The Holden Woodville Plant was a vehicle manufacturing facility owned by Holden in the Adelaide suburb of Cheltenham, Australia.

== Etymology ==
Although the plant is named after the Australian town of Woodville, South Australia, the actual plant was located in the adjacent suburb of Cheltenham.

==History==
In 1923, Holden's Motor Body Builders established a 23.5 acre site known as the Holden Woodville Plant, expanding to 40 acres and employing 5,500 people three years later, which had an impact on all of the surrounding suburbs.

The Woodville plant received its first orders from General Motors. When Holden became the exclusive supplier of car bodies for General Motors, all of them were manufactured at the Woodville plant, from around 1949. The very first Holden car was completed and delivered from the Woodville plant in 1948.

The plant grew and developed largely under the guidance and vision of the Australian motor engineer Laurence Hartnett, who was instrumental in the success of the Australian automobile industry. It was largely due to Hartnett that Holden went from a minor Australian marque to a significant competitor in the global car market.

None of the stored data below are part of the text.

use std::collections::{BTreeMap, HashMap, HashSet};

use bulletin_core::Corpus;
use tracing::debug;
use unicode_segmentation::UnicodeSegmentation;

mod stop_words;

pub use stop_words::ENGLISH_STOP_WORDS;

const MIN_TOKEN_CHARS: usize = 2;

/// Fitted vocabulary and inverse document frequencies. Read-only once built.
#[derive(Debug, Clone, PartialEq)]
pub struct VectorSpace {
    terms: Vec<String>,
    index: HashMap<String, usize>,
    idf: Vec<f64>,
}

impl VectorSpace {
    pub fn len(&self) -> usize {
        self.terms.len()
    }

    pub fn is_empty(&self) -> bool {
        self.terms.is_empty()
    }

    pub fn term_index(&self, term: &str) -> Option<usize> {
        self.index.get(term).copied()
    }

    pub fn terms(&self) -> &[String] {
        &self.terms
    }

    pub fn idf(&self, column: usize) -> Option<f64> {
        self.idf.get(column).copied()
    }
}

/// Sparse, L2-normalised term weights. Entries are sorted by column.
#[derive(Debug, Clone, Default, PartialEq)]
pub struct DocumentVector {
    entries: Vec<(usize, f64)>,
}

impl DocumentVector {
    fn from_counts(counts: BTreeMap<usize, usize>, space: &VectorSpace) -> Self {
        let mut entries: Vec<(usize, f64)> = counts
            .into_iter()
            .map(|(column, count)| (column, count as f64 * space.idf[column]))
            .collect();

        let norm = entries.iter().map(|(_, w)| w * w).sum::<f64>().sqrt();
        if norm > 0.0 {
            for (_, weight) in entries.iter_mut() {
                *weight /= norm;
            }
        }

        Self { entries }
    }

    pub fn entries(&self) -> &[(usize, f64)] {
        &self.entries
    }

    pub fn weight(&self, column: usize) -> f64 {
        self.entries
            .binary_search_by_key(&column, |(c, _)| *c)
            .map(|i| self.entries[i].1)
            .unwrap_or(0.0)
    }

    pub fn norm(&self) -> f64 {
        self.entries.iter().map(|(_, w)| w * w).sum::<f64>().sqrt()
    }

    pub fn is_zero(&self) -> bool {
        self.entries.iter().all(|(_, w)| *w == 0.0)
    }

    pub fn dot(&self, other: &DocumentVector) -> f64 {
        let (mut i, mut j, mut sum) = (0, 0, 0.0);
        while i < self.entries.len() && j < other.entries.len() {
            let (a, wa) = self.entries[i];
            let (b, wb) = other.entries[j];
            match a.cmp(&b) {
                std::cmp::Ordering::Less => i += 1,
                std::cmp::Ordering::Greater => j += 1,
                std::cmp::Ordering::Equal => {
                    sum += wa * wb;
                    i += 1;
                    j += 1;
                }
            }
        }
        sum
    }
}

/// Per-article weights in compressed sparse row layout, one row per article
/// in corpus order.
#[derive(Debug, Clone, Default, PartialEq)]
pub struct TermMatrix {
    columns: usize,
    row_offsets: Vec<usize>,
    indices: Vec<usize>,
    values: Vec<f64>,
}

impl TermMatrix {
    fn from_rows(rows: Vec<DocumentVector>, columns: usize) -> Self {
        let mut matrix = Self {
            columns,
            row_offsets: vec![0],
            indices: Vec::new(),
            values: Vec::new(),
        };
        for row in rows {
            for (column, weight) in row.entries {
                matrix.indices.push(column);
                matrix.values.push(weight);
            }
            matrix.row_offsets.push(matrix.indices.len());
        }
        matrix
    }

    pub fn rows(&self) -> usize {
        self.row_offsets.len() - 1
    }

    pub fn columns(&self) -> usize {
        self.columns
    }

    pub fn row(&self, position: usize) -> Option<DocumentVector> {
        let start = *self.row_offsets.get(position)?;
        let end = *self.row_offsets.get(position + 1)?;
        let entries = self.indices[start..end]
            .iter()
            .copied()
            .zip(self.values[start..end].iter().copied())
            .collect();
        Some(DocumentVector { entries })
    }

    /// Euclidean norm of every row, in row order.
    pub fn row_norms(&self) -> Vec<f64> {
        self.row_offsets
            .windows(2)
            .map(|w| self.values[w[0]..w[1]].iter().map(|v| v * v).sum::<f64>().sqrt())
            .collect()
    }

    /// Matrix-vector product: entry `i` is the dot product of row `i` with `vector`.
    pub fn dot(&self, vector: &DocumentVector) -> Vec<f64> {
        let mut dense = vec![0.0; self.columns];
        for &(column, weight) in vector.entries() {
            if column < self.columns {
                dense[column] = weight;
            }
        }

        self.row_offsets
            .windows(2)
            .map(|w| {
                (w[0]..w[1])
                    .map(|k| self.values[k] * dense[self.indices[k]])
                    .sum()
            })
            .collect()
    }
}

/// Unigram tf-idf vectorizer with English stop-word removal.
#[derive(Debug, Clone)]
pub struct TextVectorizer {
    stop_words: HashSet<&'static str>,
}

impl Default for TextVectorizer {
    fn default() -> Self {
        Self::new()
    }
}

impl TextVectorizer {
    pub fn new() -> Self {
        Self {
            stop_words: ENGLISH_STOP_WORDS.iter().copied().collect(),
        }
    }

    /// Lowercased word tokens of two or more characters, stop words removed.
    ///
    /// Words are found on Unicode word boundaries, then split again on anything
    /// that is not alphanumeric or `_`, so "don't" yields "don" and "t".
    pub fn tokenize<'a>(&'a self, text: &'a str) -> impl Iterator<Item = String> + 'a {
        text.unicode_words()
            .flat_map(|word| word.split(|c: char| !(c.is_alphanumeric() || c == '_')))
            .filter(|token| token.chars().count() >= MIN_TOKEN_CHARS)
            .map(str::to_lowercase)
            .filter(move |token| !self.stop_words.contains(token.as_str()))
    }

    /// Build the vector space from `documents` and weight each of them in it.
    pub fn fit<'a, I>(&self, documents: I) -> (VectorSpace, TermMatrix)
    where
        I: IntoIterator<Item = &'a str>,
    {
        let tokenized: Vec<Vec<String>> = documents
            .into_iter()
            .map(|doc| self.tokenize(doc).collect())
            .collect();

        let mut document_frequency: BTreeMap<&str, usize> = BTreeMap::new();
        for tokens in &tokenized {
            let unique: HashSet<&str> = tokens.iter().map(String::as_str).collect();
            for term in unique {
                *document_frequency.entry(term).or_default() += 1;
            }
        }

        let n = tokenized.len() as f64;
        let mut terms = Vec::with_capacity(document_frequency.len());
        let mut idf = Vec::with_capacity(document_frequency.len());
        for (term, df) in &document_frequency {
            terms.push(term.to_string());
            idf.push(((1.0 + n) / (1.0 + *df as f64)).ln() + 1.0);
        }
        let index = terms
            .iter()
            .enumerate()
            .map(|(i, term)| (term.clone(), i))
            .collect();

        let space = VectorSpace { terms, index, idf };
        let rows = tokenized
            .iter()
            .map(|tokens| self.weigh(&space, tokens.iter().map(String::as_str)))
            .collect();
        let matrix = TermMatrix::from_rows(rows, space.len());

        debug!(
            "Fitted vector space with {} terms over {} documents",
            space.len(),
            matrix.rows()
        );
        (space, matrix)
    }

    pub fn fit_corpus(&self, corpus: &Corpus) -> (VectorSpace, TermMatrix) {
        self.fit(corpus.combined_texts())
    }

    /// Project `text` into an already fitted space. Unknown terms are dropped.
    pub fn transform(&self, space: &VectorSpace, text: &str) -> DocumentVector {
        let tokens: Vec<String> = self.tokenize(text).collect();
        self.weigh(space, tokens.iter().map(String::as_str))
    }

    /// One vector for the whole reading history, built from every article's
    /// combined text joined in corpus order.
    pub fn transform_profile(&self, space: &VectorSpace, history: &Corpus) -> DocumentVector {
        self.transform(space, &history.profile_text())
    }

    fn weigh<'a>(&self, space: &VectorSpace, tokens: impl Iterator<Item = &'a str>) -> DocumentVector {
        let mut counts = BTreeMap::new();
        for token in tokens {
            if let Some(column) = space.term_index(token) {
                *counts.entry(column).or_insert(0usize) += 1;
            }
        }
        DocumentVector::from_counts(counts, space)
    }
}

#[cfg(test)]
mod tests {
    use super::*;

    const DOCS: [&str; 3] = [
        "Cats are great. They purr.",
        "Dogs are loyal. They bark.",
        "Stocks rose today. Markets are up.",
    ];

    #[test]
    fn test_tokenize_drops_stop_words_and_short_tokens() {
        let vectorizer = TextVectorizer::new();
        let tokens: Vec<String> = vectorizer.tokenize("I love THE cats, a 2x_b go!").collect();
        assert_eq!(tokens, vec!["love", "cats", "2x_b"]);
    }

    #[test]
    fn test_tokenize_splits_on_word_boundaries() {
        let vectorizer = TextVectorizer::new();
        let tokens: Vec<String> = vectorizer
            .tokenize("Café owners' \"protest\" didn't stop—prices rose 3.5%")
            .collect();
        assert_eq!(tokens, vec!["café", "owners", "protest", "didn", "stop", "prices", "rose"]);
    }

    #[test]
    fn test_fit_vocabulary_is_sorted() {
        let (space, matrix) = TextVectorizer::new().fit(DOCS);
        assert_eq!(
            space.terms(),
            &["bark", "cats", "dogs", "great", "loyal", "markets", "purr", "rose", "stocks", "today"]
        );
        assert_eq!(matrix.rows(), 3);
        assert_eq!(matrix.columns(), 10);
    }

    #[test]
    fn test_idf_is_smoothed() {
        let (space, _) = TextVectorizer::new().fit(["apple pear", "apple"]);
        let apple = space.term_index("apple").unwrap();
        let pear = space.term_index("pear").unwrap();
        assert!((space.idf(apple).unwrap() - 1.0).abs() < 1e-12);
        assert!((space.idf(pear).unwrap() - ((3.0f64 / 2.0).ln() + 1.0)).abs() < 1e-12);
    }

    #[test]
    fn test_rows_are_normalised() {
        let (_, matrix) = TextVectorizer::new().fit(DOCS);
        for norm in matrix.row_norms() {
            assert!((norm - 1.0).abs() < 1e-9);
        }
    }

    #[test]
    fn test_transform_ignores_unknown_terms() {
        let vectorizer = TextVectorizer::new();
        let (space, _) = vectorizer.fit(DOCS);
        let vector = vectorizer.transform(&space, "I love cats and their purring");
        assert_eq!(vector.entries().len(), 1);
        assert!(vector.weight(space.term_index("cats").unwrap()) > 0.0);
        assert_eq!(space.len(), 10);
    }

    #[test]
    fn test_transform_is_deterministic() {
        let vectorizer = TextVectorizer::new();
        let (space, _) = vectorizer.fit(DOCS);
        let a = vectorizer.transform(&space, "dogs bark at cats");
        let b = vectorizer.transform(&space, "dogs bark at cats");
        assert_eq!(a, b);
    }

    #[test]
    fn test_empty_and_stop_word_text_is_zero_vector() {
        let vectorizer = TextVectorizer::new();
        let (space, _) = vectorizer.fit(DOCS);
        assert!(vectorizer.transform(&space, "").is_zero());
        assert!(vectorizer.transform(&space, "they are the ones").is_zero());
    }

    #[test]
    fn test_matrix_dot_matches_row_dot() {
        let vectorizer = TextVectorizer::new();
        let (space, matrix) = vectorizer.fit(DOCS);
        let query = vectorizer.transform(&space, "cats dogs markets");
        let batched = matrix.dot(&query);
        for (position, score) in batched.iter().enumerate() {
            let row = matrix.row(position).unwrap();
            assert!((row.dot(&query) - score).abs() < 1e-12);
        }
    }

    #[test]
    fn test_fitting_empty_corpus() {
        let (space, matrix) = TextVectorizer::new().fit(Vec::<&str>::new());
        assert!(space.is_empty());
        assert_eq!(matrix.rows(), 0);
        assert!(matrix.dot(&DocumentVector::default()).is_empty());
    }
}
pub mod ranking;
pub mod script;
pub mod vectorizer;

pub use ranking::{Recommendations, SimilarityRanker, DISPLAY_LIMIT, MAX_RECOMMENDATIONS};
pub use script::ScriptComposer;
pub use vectorizer::{DocumentVector, TermMatrix, TextVectorizer, VectorSpace};

use bulletin_core::Corpus;
use tracing::info;

/// Fit on `pool`, fold `history` into one profile vector and rank the pool against it.
pub fn recommend(pool: &Corpus, history: &Corpus) -> Recommendations {
    let vectorizer = TextVectorizer::new();
    let (space, matrix) = vectorizer.fit_corpus(pool);
    info!("🔤 Vocabulary has {} terms", space.len());
    let profile = vectorizer.transform_profile(&space, history);
    SimilarityRanker::new().recommend(&profile, &matrix, pool)
}

pub mod prelude {
    pub use super::{recommend, Recommendations, ScriptComposer, SimilarityRanker, TextVectorizer};
    pub use bulletin_core::{Corpus, Error, RankedRecommendation, Result, Script, ScriptMode};
}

Between 1959 and 1965, all non-obsolete equipment was moved to Holden's new Elizabeth plant. However Woodville continued to produce replacement parts for discontinued models. The Holden TriMatic transmission was produced at the plant until 1987, although the site was sold off in 1984. Through the 1980s, Holden progressively moved its operations to its Elizabeth plant, leading to the closure of Holden Woodville Plant.

The plant was demolished in 1991, the site is now occupied by delivery centres and hardware stores.

==Achievements==
During the 1950s, the Woodville plant assembled approximately 10 per cent of all Holden vehicles assembled in Australia.

Although the Woodville plant was closed along with several other plants such as the Elizabeth manufacturing plant, the plant has lived on in the folklore of Australian industry veterans and in their collective memory.